● DIRECTIONS FOR THIS TASK
Report every line of the records below that includes the string "view".

━━━━━━

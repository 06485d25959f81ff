//! `Dashboard` — drives [`DashboardState`] with a [`DashboardClient`].
//!
//! The UI layer calls the async actions below and reads state snapshots in
//! between. Network calls run without holding the state lock; each completion
//! is applied with the ticket it was issued with, so stale responses from
//! overlapping fetches are dropped rather than overwriting newer data.
//!
//! Actions that fetch a snapshot (`mount`, `refresh`, `select_currency`)
//! return once the refresh indicator has been reset, at least the configured
//! indicator duration after the snapshot settled. The data itself is applied
//! as soon as it arrives; spawn the action to keep the caller free.

use crate::client::DashboardClient;
use crate::domain::dashboard::{DashboardState, FetchRequest, Filters, Ticket};
use crate::error::DashboardError;
use crate::shared::{AssetId, Currency, Window};

use async_lock::RwLock;
use futures_util::future::join_all;
use std::sync::Arc;
use std::time::Duration;

/// Minimum time the refresh indicator stays on after a snapshot settles.
pub const REFRESH_INDICATOR_MIN: Duration = Duration::from_millis(500);

/// Async controller over one dashboard instance.
#[derive(Clone)]
pub struct Dashboard {
    client: DashboardClient,
    state: Arc<RwLock<DashboardState>>,
    refresh_indicator: Duration,
}

impl Dashboard {
    pub fn new(client: DashboardClient) -> Self {
        Self::with_filters(client, Filters::default())
    }

    pub fn with_filters(client: DashboardClient, filters: Filters) -> Self {
        Self {
            client,
            state: Arc::new(RwLock::new(DashboardState::with_filters(filters))),
            refresh_indicator: REFRESH_INDICATOR_MIN,
        }
    }

    /// Override how long the refresh indicator stays on after settlement.
    pub fn refresh_indicator(mut self, duration: Duration) -> Self {
        self.refresh_indicator = duration;
        self
    }

    pub fn client(&self) -> &DashboardClient {
        &self.client
    }

    /// Shared handle to the live state.
    pub fn state(&self) -> Arc<RwLock<DashboardState>> {
        self.state.clone()
    }

    /// Point-in-time copy of the state.
    pub async fn snapshot(&self) -> DashboardState {
        self.state.read().await.clone()
    }

    // ── Actions ──────────────────────────────────────────────────────────

    /// Initial load: snapshot and history for the current filters.
    /// Returns after the refresh indicator reset.
    pub async fn mount(&self) {
        let requests = self.state.write().await.mount();
        self.run(requests).await;
    }

    /// User-initiated refresh (also the retry action of the error view).
    /// A no-op while a refresh is in progress, unless the error view is up.
    /// Returns after the refresh indicator reset.
    pub async fn refresh(&self) {
        let request = self.state.write().await.request_refresh();
        if let Some(request) = request {
            self.run(vec![request]).await;
        }
    }

    /// Refetches snapshot and history. Returns after the refresh indicator reset.
    pub async fn select_currency(&self, currency: Currency) {
        let requests = self.state.write().await.set_currency(currency);
        self.run(requests).await;
    }

    pub async fn select_asset(&self, asset: AssetId) -> Result<(), DashboardError> {
        let request = self.state.write().await.set_asset(asset)?;
        if let Some(request) = request {
            self.run(vec![request]).await;
        }
        Ok(())
    }

    pub async fn select_window(&self, window: Window) {
        let request = self.state.write().await.set_window(window);
        if let Some(request) = request {
            self.run(vec![request]).await;
        }
    }

    // ── Execution ────────────────────────────────────────────────────────

    /// Run fetches concurrently and apply each completion as it settles.
    pub async fn run(&self, requests: Vec<FetchRequest>) {
        join_all(requests.into_iter().map(|r| self.execute(r))).await;
    }

    async fn execute(&self, request: FetchRequest) {
        match request {
            FetchRequest::Snapshot { ticket, currency } => {
                let result = self.client.markets().top(currency).await;
                self.state.write().await.apply_snapshot(ticket, result);
                self.settle_refresh(ticket).await;
            }
            FetchRequest::History {
                ticket,
                asset,
                window,
                currency,
            } => {
                let result = self.client.price_history().get(&asset, window, currency).await;
                self.state.write().await.apply_history(ticket, result);
            }
        }
    }

    async fn settle_refresh(&self, ticket: Ticket) {
        if !self.refresh_indicator.is_zero() {
            futures_timer::Delay::new(self.refresh_indicator).await;
        }
        self.state.write().await.finish_refresh(ticket);
    }
}

impl std::fmt::Debug for Dashboard {
    fn fmt(&self, f: &mut std::fmt::Formatter<'_>) -> std::fmt::Result {
        f.debug_struct("Dashboard")
            .field("client", &self.client)
            .field("refresh_indicator", &self.refresh_indicator)
            .finish_non_exhaustive()
    }
}

#[cfg(test)]
mod tests {
    use super::*;
    use crate::domain::dashboard::Status;
    use crate::domain::market::wire::{AssetResponse, MarketsQuery};
    use crate::domain::price_history::wire::{MarketChartQuery, MarketChartResponse};
    use crate::error::HttpError;
    use crate::source::MarketDataSource;
    use async_trait::async_trait;

    struct Offline;

    #[async_trait]
    impl MarketDataSource for Offline {
        async fn markets(&self, _query: &MarketsQuery) -> Result<Vec<AssetResponse>, HttpError> {
            Err(HttpError::ServerError {
                status: 503,
                body: String::new(),
            })
        }

        async fn market_chart(
            &self,
            _query: &MarketChartQuery,
        ) -> Result<MarketChartResponse, HttpError> {
            Err(HttpError::RateLimited)
        }
    }

    fn offline() -> Dashboard {
        let client = DashboardClient::builder()
            .source(Arc::new(Offline))
            .build()
            .unwrap();
        Dashboard::new(client).refresh_indicator(Duration::ZERO)
    }

    #[test]
    fn test_mount_offline_ends_in_error() {
        let dash = offline();
        tokio_test::block_on(dash.mount());

        let state = tokio_test::block_on(dash.snapshot());
        assert_eq!(state.status(), Status::Error);
        assert!(!state.is_refreshing());
        assert!(state.series().is_empty());
    }

    #[test]
    fn test_select_empty_asset_rejected() {
        let dash = offline();
        let result = tokio_test::block_on(dash.select_asset(AssetId::new("  ")));
        assert!(matches!(result, Err(DashboardError::Validation(_))));
    }

    #[test]
    fn test_default_indicator_duration() {
        let client = DashboardClient::builder()
            .source(Arc::new(Offline))
            .build()
            .unwrap();
        let dash = Dashboard::new(client);
        assert_eq!(dash.refresh_indicator, REFRESH_INDICATOR_MIN);
    }
}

━━━━━━

● SOLVED EXERCISE
    /// User-initiated refresh (also the retry action of the error view).
    /// A no-op while a refresh is in progress, unless the error view is up.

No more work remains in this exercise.